Connecting Rare Disease Patients Globally
Waldenström macroglobulinemia (WM) is a rare form of blood cancer.
The last marathon
Written by giorgio_va, published 11 days ago.
After I turned 40 years old, I wanted to try running, and gradually I started running longer and longer distances, until I reached the marathon. This activity has become the measure of my well-being, and keeps me in shape, both physically and psychologically.
In each of the last 8 years I've run an official marathon, making it in around 4 hours.
Last year I carried out a perfect workout plan, and I ran the race (Venice Marathon) in 3 hours 55'10". When I crossed the finish line I didn't even feel the need to sit down, I changed standing up! Fantastic!
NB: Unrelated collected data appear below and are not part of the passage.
impl Node {
    fn with_kind(kind: NodeKind, text: String) -> Self {
        Self(Arc::new(NodeInner {
            id: NodeId::new(),
            data: RwLock::new(NodeData {
                kind,
                text,
                attributes: IndexMap::new(),
                style: IndexMap::new(),
                classes: IndexSet::new(),
                children: Vec::new(),
                parent: None,
                listeners: IndexMap::new(),
                cleanup: None,
            }),
        }))
    }

    /// Create an element.
    pub fn element(tag: &str) -> Self {
        Self::with_kind(NodeKind::Element(tag.to_ascii_lowercase()), String::new())
    }

    /// Create a text node.
    pub fn text(content: impl Into<String>) -> Self {
        Self::with_kind(NodeKind::Text, content.into())
    }

    /// Create an empty fragment.
    pub fn fragment() -> Self {
        Self::with_kind(NodeKind::Fragment, String::new())
    }

    pub fn id(&self) -> NodeId {
        self.0.id
    }

    pub fn kind(&self) -> NodeKind {
        self.0.data.read().kind.clone()
    }

    /// Tag name for elements.
    pub fn tag(&self) -> Option<String> {
        match &self.0.data.read().kind {
            NodeKind::Element(tag) => Some(tag.clone()),
            _ => None,
        }
    }

    pub fn is_element(&self) -> bool {
        matches!(self.0.data.read().kind, NodeKind::Element(_))
    }

    pub fn is_text(&self) -> bool {
        matches!(self.0.data.read().kind, NodeKind::Text)
    }

    pub fn is_fragment(&self) -> bool {
        matches!(self.0.data.read().kind, NodeKind::Fragment)
    }

    pub fn downgrade(&self) -> WeakNode {
        WeakNode(Arc::downgrade(&self.0))
    }

    // ------------------------------------------------------------------
    // Tree
    // ------------------------------------------------------------------

    pub fn parent(&self) -> Option<Node> {
        self.0
            .data
            .read()
            .parent
            .as_ref()
            .and_then(Weak::upgrade)
            .map(Node)
    }

    pub fn children(&self) -> Vec<Node> {
        self.0.data.read().children.clone()
    }

    pub fn child_count(&self) -> usize {
        self.0.data.read().children.len()
    }

    /// True if `self` is `other` or one of its ancestors.
    pub fn contains(&self, other: &Node) -> bool {
        let mut current = Some(other.clone());
        while let Some(node) = current {
            if node == *self {
                return true;
            }
            current = node.parent();
        }
        false
    }

    /// Append `child`, moving it from its current parent if it has one.
    ///
    /// Appending a fragment moves the fragment's children instead.
    pub fn append_child(&self, child: &Node) -> Result<(), DomError> {
        if self.is_text() {
            return Err(DomError::NotAContainer(self.describe()));
        }
        if child.contains(self) {
            return Err(DomError::HierarchyRequest {
                parent: self.describe(),
                child: child.describe(),
            });
        }

        if child.is_fragment() {
            for grandchild in child.clear_children() {
                self.attach(grandchild);
            }
        } else {
            child.detach();
            self.attach(child.clone());
        }
        Ok(())
    }

    fn attach(&self, child: Node) {
        child.0.data.write().parent = Some(Arc::downgrade(&self.0));
        self.0.data.write().children.push(child);
    }

    /// Remove `child` if it is a direct child.
    pub fn remove_child(&self, child: &Node) -> bool {
        let removed = {
            let mut data = self.0.data.write();
            let before = data.children.len();
            data.children.retain(|c| c != child);
            before != data.children.len()
        };
        if removed {
            child.0.data.write().parent = None;
        }
        removed
    }

    /// Remove this node from its parent.
    pub fn detach(&self) {
        if let Some(parent) = self.parent() {
            parent.remove_child(self);
        }
    }

    /// Remove and return every child.
    pub fn clear_children(&self) -> Vec<Node> {
        let children = std::mem::take(&mut self.0.data.write().children);
        for child in &children {
            child.0.data.write().parent = None;
        }
        children
    }

    /// Swap all children for `child`. Returns the removed children.
    pub fn replace_children(&self, child: &Node) -> Result<Vec<Node>, DomError> {
        let old = self.clear_children();
        self.append_child(child)?;
        Ok(old)
    }

    /// Depth-first search including `self`.
    pub fn find<F>(&self, predicate: F) -> Option<Node>
    where
        F: Fn(&Node) -> bool,
    {
        fn walk(node: &Node, predicate: &dyn Fn(&Node) -> bool) -> Option<Node> {
            if predicate(node) {
                return Some(node.clone());
            }
            node.children().iter().find_map(|child| walk(child, predicate))
        }
        walk(self, &predicate)
    }

    pub fn find_by_tag(&self, tag: &str) -> Option<Node> {
        self.find(|n| n.tag().as_deref() == Some(tag))
    }

    // ------------------------------------------------------------------
    // Attributes, text
    // ------------------------------------------------------------------

    /// Set an attribute. `class` and `style` update the class set and the
    /// inline style map respectively.
    pub fn set_attribute(&self, name: &str, value: &str) {
        let name = name.to_ascii_lowercase();
        match name.as_str() {
            "class" => {
                let mut data = self.0.data.write();
                data.classes = value.split_whitespace().map(str::to_string).collect();
            }
            "style" => {
                for declaration in value.split(';') {
                    if let Some((property, value)) = declaration.split_once(':') {
                        // Unparseable declarations are dropped, as a browser would.
                        let _ = self.set_style(property, value);
                    }
                }
            }
            _ => {
                self.0
                    .data
                    .write()
                    .attributes
                    .insert(name, value.to_string());
            }
        }
    }

    pub fn get_attribute(&self, name: &str) -> Option<String> {
        let data = self.0.data.read();
        match name {
            "class" if !data.classes.is_empty() => {
                Some(data.classes.iter().cloned().collect::<Vec<_>>().join(" "))
            }
            "style" if !data.style.is_empty() => Some(style_text(&data.style)),
            _ => data.attributes.get(name).cloned(),
        }
    }

    pub fn has_attribute(&self, name: &str) -> bool {
        self.get_attribute(name).is_some()
    }

    pub fn remove_attribute(&self, name: &str) -> Option<String> {
        self.0.data.write().attributes.shift_remove(name)
    }

    /// Replace the content: text nodes get new text, containers get a single
    /// text child.
    pub fn set_text(&self, content: &str) {
        if self.is_text() {
            self.0.data.write().text = content.to_string();
            return;
        }
        self.clear_children();
        self.attach(Node::text(content));
    }

    /// Concatenated text of this node and its descendants.
    pub fn text_content(&self) -> String {
        if self.is_text() {
            return self.0.data.read().text.clone();
        }
        self.children().iter().map(Node::text_content).collect()
    }

    // ------------------------------------------------------------------
    // Style and classes
    // ------------------------------------------------------------------

    pub fn set_style(&self, property: &str, value: &str) -> Result<(), DomError> {
        let property = property.trim();
        if !self.is_element() {
            return Err(DomError::NotAnElement(self.describe()));
        }
        if property.is_empty()
            || !property
                .chars()
                .all(|c| c.is_ascii_alphanumeric() || c == '-')
        {
            return Err(DomError::InvalidStyleProperty(property.to_string()));
        }
        if value.contains([';', '{', '}']) {
            return Err(DomError::InvalidStyleValue {
                property: property.to_string(),
                value: value.to_string(),
            });
        }
        self.0
            .data
            .write()
            .style
            .insert(property.to_ascii_lowercase(), value.trim().to_string());
        Ok(())
    }

    pub fn style(&self, property: &str) -> Option<String> {
        self.0.data.read().style.get(property).cloned()
    }

    pub fn remove_style(&self, property: &str) -> Option<String> {
        self.0.data.write().style.shift_remove(property)
    }

    pub fn add_class(&self, name: &str) -> Result<(), DomError> {
        if name.is_empty() || name.chars().any(char::is_whitespace) {
            return Err(DomError::InvalidClassName(name.to_string()));
        }
        if !self.is_element() {
            return Err(DomError::NotAnElement(self.describe()));
        }
        self.0.data.write().classes.insert(name.to_string());
        Ok(())
    }

    pub fn remove_class(&self, name: &str) -> bool {
        self.0.data.write().classes.shift_remove(name)
    }

    pub fn has_class(&self, name: &str) -> bool {
        self.0.data.read().classes.contains(name)
    }

    pub fn classes(&self) -> Vec<String> {
        self.0.data.read().classes.iter().cloned().collect()
    }

    // ------------------------------------------------------------------
    // Events
    // ------------------------------------------------------------------

    pub fn add_event_listener<F>(&self, kind: &str, handler: F) -> ListenerId
    where
        F: Fn(&Event) + Send + Sync + 'static,
    {
        let id = ListenerId::new();
        self.0
            .data
            .write()
            .listeners
            .entry(kind.to_string())
            .or_default()
            .push(Listener {
                id,
                handler: Arc::new(handler),
            });
        id
    }

    pub fn remove_event_listener(&self, kind: &str, id: ListenerId) -> bool {
        let mut data = self.0.data.write();
        match data.listeners.get_mut(kind) {
            Some(listeners) => {
                let before = listeners.len();
                listeners.retain(|l| l.id != id);
                before != listeners.len()
            }
            None => false,
        }
    }

    pub fn listener_count(&self, kind: &str) -> usize {
        self.0
            .data
            .read()
            .listeners
            .get(kind)
            .map_or(0, Vec::len)
    }

    /// Invoke this node's listeners for `event`. Returns how many ran.
    ///
    /// Events do not bubble.
    pub fn dispatch_event(&self, event: &Event) -> usize {
        let handlers: SmallVec<[Handler; 4]> = self
            .0
            .data
            .read()
            .listeners
            .get(event.kind())
            .map(|ls| ls.iter().map(|l| Arc::clone(&l.handler)).collect())
            .unwrap_or_default();

        for handler in &handlers {
            guard("event listener", || handler(event));
        }
        handlers.len()
    }

    // ------------------------------------------------------------------
    // Cleanup
    // ------------------------------------------------------------------

    /// Attach the aggregate cleanup for this node.
    pub fn set_cleanup(&self, cleanup: Cleanup) {
        self.0.data.write().cleanup = Some(cleanup);
    }

    // ------------------------------------------------------------------
    // Serialization
    // ------------------------------------------------------------------

    /// Serialize this node and its subtree as HTML.
    pub fn outer_html(&self) -> String {
        let mut out = String::new();
        self.write_html(&mut out);
        out
    }

    /// Serialize only the children.
    pub fn inner_html(&self) -> String {
        let mut out = String::new();
        for child in self.children() {
            child.write_html(&mut out);
        }
        out
    }

    fn write_html(&self, out: &mut String) {
        let (kind, text, head, children) = {
            let data = self.0.data.read();
            let mut head = String::new();
            for (name, value) in &data.attributes {
                head.push_str(&format!(" {}=\"{}\"", name, escape_attribute(value)));
            }
            if !data.classes.is_empty() {
                let classes = data.classes.iter().cloned().collect::<Vec<_>>().join(" ");
                head.push_str(&format!(" class=\"{}\"", escape_attribute(&classes)));
            }
            if !data.style.is_empty() {
                head.push_str(&format!(
                    " style=\"{}\"",
                    escape_attribute(&style_text(&data.style))
                ));
            }
            (
                data.kind.clone(),
                data.text.clone(),
                head,
                data.children.clone(),
            )
        };

        match kind {
            NodeKind::Text => out.push_str(&escape_text(&text)),
            NodeKind::Fragment => {
                for child in &children {
                    child.write_html(out);
                }
            }
            NodeKind::Element(tag) => {
                out.push('<');
                out.push_str(&tag);
                out.push_str(&head);
                out.push('>');
                if VOID_ELEMENTS.contains(&tag.as_str()) {
                    return;
                }
                for child in &children {
                    child.write_html(out);
                }
                out.push_str("</");
                out.push_str(&tag);
                out.push('>');
            }
        }
    }

    /// Short label, e.g. `<div> (node 4)`.
    pub fn describe(&self) -> String {
        match &self.0.data.read().kind {
            NodeKind::Element(tag) => format!("<{}> (node {})", tag, self.0.id.raw()),
            NodeKind::Text => format!("#text (node {})", self.0.id.raw()),
            NodeKind::Fragment => format!("#fragment (node {})", self.0.id.raw()),
        }
    }
}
After a month, during a cardiac check up for a few episodes of high blood pressure, I gave the doctor my latest blood tests. Dated back almost a year before, I had taken them in preparation for surgery (removal of the parathyroid glands). And no doctor had pointed out the chart that appeared at the end, a curve of almost insignificant entity, but which indicated a suspicious monoclonal component (18%).
From there it all started.
The following tests confirmed a 22% monoclonal component, IgM value of 1950 mg/dL, and K chains. In the urine test Bence Jones protein and K free chains were found.
Diagnosed with MGUS, I was prescribed a series of check ups. Abdomen EG, chest CT scan, low-dose total body CT scan, Creatine Clearance. All were negative.
In March 2012, however, they carried out a BOM, which showed a lymphoplasmacytic lymphoma (IgM and CD 20+), with residual bone marrow of approximately 40%. Based on these tests, and on the blood tests, the diagnosis of Waldenstrom's Syndrome was confirmed, and I was told to continue the tests every three months.
In July, the gamma globulin decreased to 20%, my blood tests are stable, but the creatinine remains around the value of 1.4.
Despite what seemed to be stable to me, my doctor wanted me to begin the therapy with bendamustine and Rituxan in October.
I was puzzled and following my family's pressure, I consulted the chief of oncology at the San Raffaele in Milan. After visiting me and having examined the blood levels, the Chief confirms that his approach is not to start therapy for the time being.
In early October, my blood tests again confirmed to be stable, with gamma globulin at 20.4%. Considering the opinion of the chief of the San Raffaele, even the oncologist who was treating me at this point decided to postpone therapy, and tells me to go for follow up visits every four months.
This is the story from a clinical point of view.
From a physical point of view: Physically I haven't (yet) any noticeable symptoms. Psychologically, after the assignment of the "pink card" exemption for health service payments, due to a serious illness, it was a hard blow.
What will happen? Is it just a matter of time, and then the first symptoms will appear, and I will have to face the evidence of my illness and start treatment? How much time?
Under present conditions, my life could continue with the same pace as before, the same interests, if it weren't for this nagging question.
On the other hand, sometimes I think that this notice gives me a chance to get used to the idea and to face what might happen sooner or later.
When I look at the cases reported by some other members of the community, I think I should still feel lucky, because this disease struck me at a quite advanced age. Therefore, even with their help, I can exercise to run this last marathon in the best way.